YOUR OBJECTIVE. Each line that contains the word "SUCCESS" counts once; give the total for the records below and nothing else.

ENTRIES SHOWN Start Marker

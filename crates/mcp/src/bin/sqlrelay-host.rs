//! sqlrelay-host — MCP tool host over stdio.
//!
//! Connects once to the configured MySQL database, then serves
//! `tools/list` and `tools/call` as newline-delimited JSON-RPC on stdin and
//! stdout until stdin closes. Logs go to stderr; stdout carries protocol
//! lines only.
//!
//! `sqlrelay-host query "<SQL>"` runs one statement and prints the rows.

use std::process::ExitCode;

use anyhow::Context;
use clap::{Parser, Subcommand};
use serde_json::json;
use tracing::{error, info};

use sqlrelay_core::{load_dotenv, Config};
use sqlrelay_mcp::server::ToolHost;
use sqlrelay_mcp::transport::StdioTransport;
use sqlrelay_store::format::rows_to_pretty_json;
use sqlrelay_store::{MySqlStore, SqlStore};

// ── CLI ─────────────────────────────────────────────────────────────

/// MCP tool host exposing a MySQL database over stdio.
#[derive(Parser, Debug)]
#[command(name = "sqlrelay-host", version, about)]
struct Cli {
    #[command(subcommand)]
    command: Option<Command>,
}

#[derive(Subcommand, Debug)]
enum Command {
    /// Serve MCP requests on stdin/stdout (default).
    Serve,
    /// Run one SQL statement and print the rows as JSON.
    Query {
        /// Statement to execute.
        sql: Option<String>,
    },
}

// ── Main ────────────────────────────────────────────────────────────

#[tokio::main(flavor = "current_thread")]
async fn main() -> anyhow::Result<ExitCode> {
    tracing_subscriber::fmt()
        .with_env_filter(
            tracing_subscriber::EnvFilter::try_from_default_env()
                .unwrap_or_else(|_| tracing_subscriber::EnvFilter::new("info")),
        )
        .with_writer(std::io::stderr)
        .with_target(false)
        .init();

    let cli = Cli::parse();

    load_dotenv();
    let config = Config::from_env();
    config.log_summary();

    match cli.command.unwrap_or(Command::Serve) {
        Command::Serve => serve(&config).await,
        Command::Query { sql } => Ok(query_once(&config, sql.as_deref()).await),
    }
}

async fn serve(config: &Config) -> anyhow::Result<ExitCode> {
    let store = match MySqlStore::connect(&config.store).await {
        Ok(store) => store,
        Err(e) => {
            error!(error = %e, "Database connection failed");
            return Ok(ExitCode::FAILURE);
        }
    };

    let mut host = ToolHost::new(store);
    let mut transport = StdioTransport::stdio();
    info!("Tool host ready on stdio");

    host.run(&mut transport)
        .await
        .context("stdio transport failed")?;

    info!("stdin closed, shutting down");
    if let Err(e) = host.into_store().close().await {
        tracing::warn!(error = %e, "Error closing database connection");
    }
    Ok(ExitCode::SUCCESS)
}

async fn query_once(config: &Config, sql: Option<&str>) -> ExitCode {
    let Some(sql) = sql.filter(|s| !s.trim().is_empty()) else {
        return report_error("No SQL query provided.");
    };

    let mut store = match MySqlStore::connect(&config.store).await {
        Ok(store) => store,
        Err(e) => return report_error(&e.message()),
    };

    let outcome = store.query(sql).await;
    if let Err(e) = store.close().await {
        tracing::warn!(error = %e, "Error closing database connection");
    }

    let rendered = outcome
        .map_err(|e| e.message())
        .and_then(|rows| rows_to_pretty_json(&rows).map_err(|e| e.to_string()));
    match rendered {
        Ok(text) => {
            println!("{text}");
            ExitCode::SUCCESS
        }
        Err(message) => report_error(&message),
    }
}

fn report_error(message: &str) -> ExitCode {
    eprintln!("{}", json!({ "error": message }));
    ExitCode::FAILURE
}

ENTRIES SHOWN End Marker
ENTRIES SHOWN Start Marker

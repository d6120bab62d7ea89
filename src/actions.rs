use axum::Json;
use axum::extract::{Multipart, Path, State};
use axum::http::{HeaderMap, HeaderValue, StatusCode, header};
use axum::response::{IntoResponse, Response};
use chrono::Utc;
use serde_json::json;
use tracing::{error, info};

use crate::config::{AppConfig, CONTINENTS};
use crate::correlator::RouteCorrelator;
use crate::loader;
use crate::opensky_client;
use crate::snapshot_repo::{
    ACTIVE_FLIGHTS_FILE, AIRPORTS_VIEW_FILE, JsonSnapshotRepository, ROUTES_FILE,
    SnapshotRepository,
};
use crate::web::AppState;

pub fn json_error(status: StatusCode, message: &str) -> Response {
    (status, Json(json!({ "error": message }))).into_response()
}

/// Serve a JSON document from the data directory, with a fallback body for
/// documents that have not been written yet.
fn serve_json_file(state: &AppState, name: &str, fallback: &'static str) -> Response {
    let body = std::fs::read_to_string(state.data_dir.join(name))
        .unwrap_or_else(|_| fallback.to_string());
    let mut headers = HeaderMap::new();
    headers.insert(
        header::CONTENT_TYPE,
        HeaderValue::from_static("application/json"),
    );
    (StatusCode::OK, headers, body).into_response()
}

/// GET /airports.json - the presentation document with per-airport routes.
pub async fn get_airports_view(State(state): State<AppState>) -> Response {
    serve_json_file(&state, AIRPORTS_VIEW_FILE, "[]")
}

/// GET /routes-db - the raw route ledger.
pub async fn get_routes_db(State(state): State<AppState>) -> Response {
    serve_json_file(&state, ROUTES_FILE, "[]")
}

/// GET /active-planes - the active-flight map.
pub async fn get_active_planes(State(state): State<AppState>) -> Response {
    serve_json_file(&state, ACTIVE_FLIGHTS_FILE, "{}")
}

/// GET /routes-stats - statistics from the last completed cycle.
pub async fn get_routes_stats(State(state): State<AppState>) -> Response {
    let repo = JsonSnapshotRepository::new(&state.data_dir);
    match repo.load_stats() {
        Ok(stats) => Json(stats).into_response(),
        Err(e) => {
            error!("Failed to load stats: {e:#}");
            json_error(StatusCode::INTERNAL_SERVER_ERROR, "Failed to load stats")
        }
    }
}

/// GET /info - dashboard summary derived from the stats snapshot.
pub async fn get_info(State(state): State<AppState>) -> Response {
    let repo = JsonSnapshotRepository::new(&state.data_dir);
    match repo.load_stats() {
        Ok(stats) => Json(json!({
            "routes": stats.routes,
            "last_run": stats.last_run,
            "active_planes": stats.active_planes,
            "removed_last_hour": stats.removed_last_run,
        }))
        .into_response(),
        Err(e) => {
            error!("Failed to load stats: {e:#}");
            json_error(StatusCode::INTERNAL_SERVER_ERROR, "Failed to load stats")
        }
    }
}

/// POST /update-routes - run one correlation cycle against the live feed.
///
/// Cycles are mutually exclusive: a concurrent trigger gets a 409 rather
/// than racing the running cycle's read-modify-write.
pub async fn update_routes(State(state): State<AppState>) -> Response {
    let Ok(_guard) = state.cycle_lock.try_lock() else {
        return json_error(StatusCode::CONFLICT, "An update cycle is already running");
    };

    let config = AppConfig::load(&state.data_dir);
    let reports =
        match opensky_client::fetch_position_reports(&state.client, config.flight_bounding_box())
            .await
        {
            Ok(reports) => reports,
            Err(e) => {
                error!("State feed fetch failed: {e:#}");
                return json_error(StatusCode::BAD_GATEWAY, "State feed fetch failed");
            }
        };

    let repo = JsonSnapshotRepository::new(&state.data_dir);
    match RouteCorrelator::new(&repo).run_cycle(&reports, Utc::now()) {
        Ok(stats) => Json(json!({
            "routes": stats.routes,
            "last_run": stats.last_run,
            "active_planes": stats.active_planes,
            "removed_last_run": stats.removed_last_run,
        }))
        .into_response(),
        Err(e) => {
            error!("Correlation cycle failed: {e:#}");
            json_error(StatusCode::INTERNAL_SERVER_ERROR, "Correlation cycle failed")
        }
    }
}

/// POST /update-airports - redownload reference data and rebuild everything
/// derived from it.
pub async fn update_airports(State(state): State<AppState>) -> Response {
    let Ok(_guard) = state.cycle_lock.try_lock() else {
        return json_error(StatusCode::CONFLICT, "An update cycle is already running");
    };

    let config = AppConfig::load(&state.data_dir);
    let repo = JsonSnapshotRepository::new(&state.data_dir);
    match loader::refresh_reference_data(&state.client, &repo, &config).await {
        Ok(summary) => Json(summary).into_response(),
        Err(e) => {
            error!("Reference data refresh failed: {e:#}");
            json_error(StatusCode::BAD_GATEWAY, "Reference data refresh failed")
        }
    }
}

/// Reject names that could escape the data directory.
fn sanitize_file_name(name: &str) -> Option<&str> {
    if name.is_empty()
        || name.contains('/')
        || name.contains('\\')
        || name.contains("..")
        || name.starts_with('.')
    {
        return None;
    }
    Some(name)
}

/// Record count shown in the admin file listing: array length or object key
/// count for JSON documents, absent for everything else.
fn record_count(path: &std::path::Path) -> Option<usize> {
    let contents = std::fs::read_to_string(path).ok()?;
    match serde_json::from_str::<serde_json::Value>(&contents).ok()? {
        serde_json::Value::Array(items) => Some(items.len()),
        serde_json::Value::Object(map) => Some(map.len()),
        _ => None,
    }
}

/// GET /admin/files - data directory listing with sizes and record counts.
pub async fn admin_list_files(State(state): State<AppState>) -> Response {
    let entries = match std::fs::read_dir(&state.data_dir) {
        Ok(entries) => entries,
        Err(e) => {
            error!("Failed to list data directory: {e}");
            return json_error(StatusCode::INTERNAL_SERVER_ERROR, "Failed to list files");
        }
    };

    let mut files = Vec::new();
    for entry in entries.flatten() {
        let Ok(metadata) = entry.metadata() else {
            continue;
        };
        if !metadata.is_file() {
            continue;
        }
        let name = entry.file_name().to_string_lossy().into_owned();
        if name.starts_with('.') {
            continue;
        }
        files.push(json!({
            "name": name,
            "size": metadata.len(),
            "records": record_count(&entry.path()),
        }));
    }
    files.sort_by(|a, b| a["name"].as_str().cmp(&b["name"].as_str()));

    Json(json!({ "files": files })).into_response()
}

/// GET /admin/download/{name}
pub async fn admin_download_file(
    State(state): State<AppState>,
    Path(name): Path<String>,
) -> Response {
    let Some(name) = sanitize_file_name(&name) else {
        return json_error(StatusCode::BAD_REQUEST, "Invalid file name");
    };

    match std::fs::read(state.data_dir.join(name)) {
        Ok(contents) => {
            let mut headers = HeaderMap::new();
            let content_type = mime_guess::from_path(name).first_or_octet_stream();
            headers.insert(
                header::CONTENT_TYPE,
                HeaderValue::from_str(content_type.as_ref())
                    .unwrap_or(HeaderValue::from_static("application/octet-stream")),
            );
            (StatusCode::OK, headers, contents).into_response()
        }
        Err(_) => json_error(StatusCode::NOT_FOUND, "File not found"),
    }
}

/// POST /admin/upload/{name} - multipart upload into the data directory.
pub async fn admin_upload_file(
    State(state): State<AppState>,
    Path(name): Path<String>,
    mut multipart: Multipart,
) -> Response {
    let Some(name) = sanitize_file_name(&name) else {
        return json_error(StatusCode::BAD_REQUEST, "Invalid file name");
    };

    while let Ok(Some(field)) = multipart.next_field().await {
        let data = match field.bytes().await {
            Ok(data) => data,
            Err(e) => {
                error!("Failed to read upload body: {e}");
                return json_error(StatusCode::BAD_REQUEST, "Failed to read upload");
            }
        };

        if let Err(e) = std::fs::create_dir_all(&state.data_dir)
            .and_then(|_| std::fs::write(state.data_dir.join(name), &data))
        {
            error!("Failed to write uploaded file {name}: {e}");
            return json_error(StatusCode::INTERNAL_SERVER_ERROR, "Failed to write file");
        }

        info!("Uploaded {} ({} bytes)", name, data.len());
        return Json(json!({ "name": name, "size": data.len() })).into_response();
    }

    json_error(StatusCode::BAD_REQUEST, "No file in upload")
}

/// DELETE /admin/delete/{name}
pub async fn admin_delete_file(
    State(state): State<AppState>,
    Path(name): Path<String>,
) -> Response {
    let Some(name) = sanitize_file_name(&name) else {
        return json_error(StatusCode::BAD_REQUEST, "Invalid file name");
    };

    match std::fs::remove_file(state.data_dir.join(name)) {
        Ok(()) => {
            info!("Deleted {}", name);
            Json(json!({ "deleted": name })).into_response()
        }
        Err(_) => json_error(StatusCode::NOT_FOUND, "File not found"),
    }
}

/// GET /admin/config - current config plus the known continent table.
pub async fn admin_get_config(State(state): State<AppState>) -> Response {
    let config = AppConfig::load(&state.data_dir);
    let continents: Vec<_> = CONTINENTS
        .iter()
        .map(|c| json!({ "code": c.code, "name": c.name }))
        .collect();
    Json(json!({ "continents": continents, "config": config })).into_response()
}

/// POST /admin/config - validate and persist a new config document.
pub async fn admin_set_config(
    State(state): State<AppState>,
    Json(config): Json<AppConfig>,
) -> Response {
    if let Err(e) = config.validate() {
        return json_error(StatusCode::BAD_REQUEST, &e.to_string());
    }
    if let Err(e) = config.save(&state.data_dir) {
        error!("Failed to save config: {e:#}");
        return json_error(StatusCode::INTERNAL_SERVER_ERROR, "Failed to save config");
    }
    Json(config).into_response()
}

ENTRIES SHOWN End Marker

EXERCISE SOLUTION. 2